Richard J. Riordan
Richard J. Riordan served as thirty-ninth mayor of Los Angeles from June 1993 to June 2001. As mayor, Riordan focused his efforts on making Los Angeles safer, creating quality jobs throughout the city, making government more efficient, making neighborhoods healthier, and reforming the public education system.
During his first term, he created the Mayor’s Alliance for a Safer Los Angeles, a public/private partnership that raised $16 million to computerize records and information for the Los Angeles Police Department. With technology as a tool, police officers are able to spend less time behind desks and more time protecting and serving Angelenos.

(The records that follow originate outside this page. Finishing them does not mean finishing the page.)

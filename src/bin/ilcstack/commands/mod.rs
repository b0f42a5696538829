//! Command implementations

pub mod check;
pub mod env;
pub mod install;
pub mod link;
pub mod plan;

use anyhow::Result;

use ilcstack::builder::tool::SystemRunner;
use ilcstack::core::ModuleId;
use ilcstack::ops::{load_stack, prepare, LoadedStack, PreparedStack};
use ilcstack::util::shell::Status;
use ilcstack::util::{GlobalContext, Shell};
use ilcstack::InstallError;

/// Load the stack file and initialize every module.
///
/// The returned runner appends to the stack's log file.
pub fn load_prepared(gctx: &GlobalContext, shell: &Shell) -> Result<(LoadedStack, PreparedStack, SystemRunner)> {
    let loaded = load_stack(gctx)?;
    shell.status(Status::Using, loaded.path.display());

    let runner = SystemRunner::new(&loaded.settings.log_file).echo(loaded.settings.echo);
    let prepared = prepare(loaded.stack.clone(), &loaded.settings, &runner)?;
    Ok((loaded, prepared, runner))
}

/// Parse a module name given on the command line.
pub fn parse_module(name: &str) -> Result<ModuleId> {
    name.parse::<ModuleId>().map_err(|_| {
        InstallError::UnknownModule {
            name: name.to_string(),
        }
        .into()
    })
}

Riordan’s reform efforts changed the way Los Angeles does business. As a means to create economic opportunities, Riordan made international trade a top priority. In 1997, he created the International Trade Initiative to enhance Los Angeles’ position as a world leader and location for international trade in the twenty-first century.
Riordan’s focus on healthy neighborhoods led to community-based action throughout the city. The mayor’s Volunteer Bureau saves city taxpayers more than $30 million each year by mobilizing more than 30,000 community-spirited volunteers throughout the Los Angeles area. He also created the Los Angeles Neighborhood Initiative, a community-based effort designed to improve transit-dependent areas and established one dozen Targeted Neighborhood Initiatives that give citizens a say over community issues.
Riordan devoted his second term to the challenge of providing quality education for all children. The mayor strongly believes that every child deserves the tools to compete in society: reading, writing, and problem-solving skills. Riordan launched “Read to Me,” a city-wide reading program that encourages parents and caregivers to begin reading to their children at an early age, in 1998. Long before his first election, he was actively involved in education issues, creating the Riordan Fellowship and Riordan Scholars programs, which fund college-level business studies for high school students. He is a founding member of the acclaimed LEARN effort and of BEST (Better Educated Students for Tomorrow), a nationally recognized after-school program serving more than 5,000 children in Los Angeles’ disadvantaged neighborhoods.
Riordan graduated from Princeton University in 1952 with an undergraduate degree in philosophy, and he served in the Korean War as a field artillery lieutenant for the U.S. Army. Following an honorable discharge, he earned his law degree at the University of Michigan.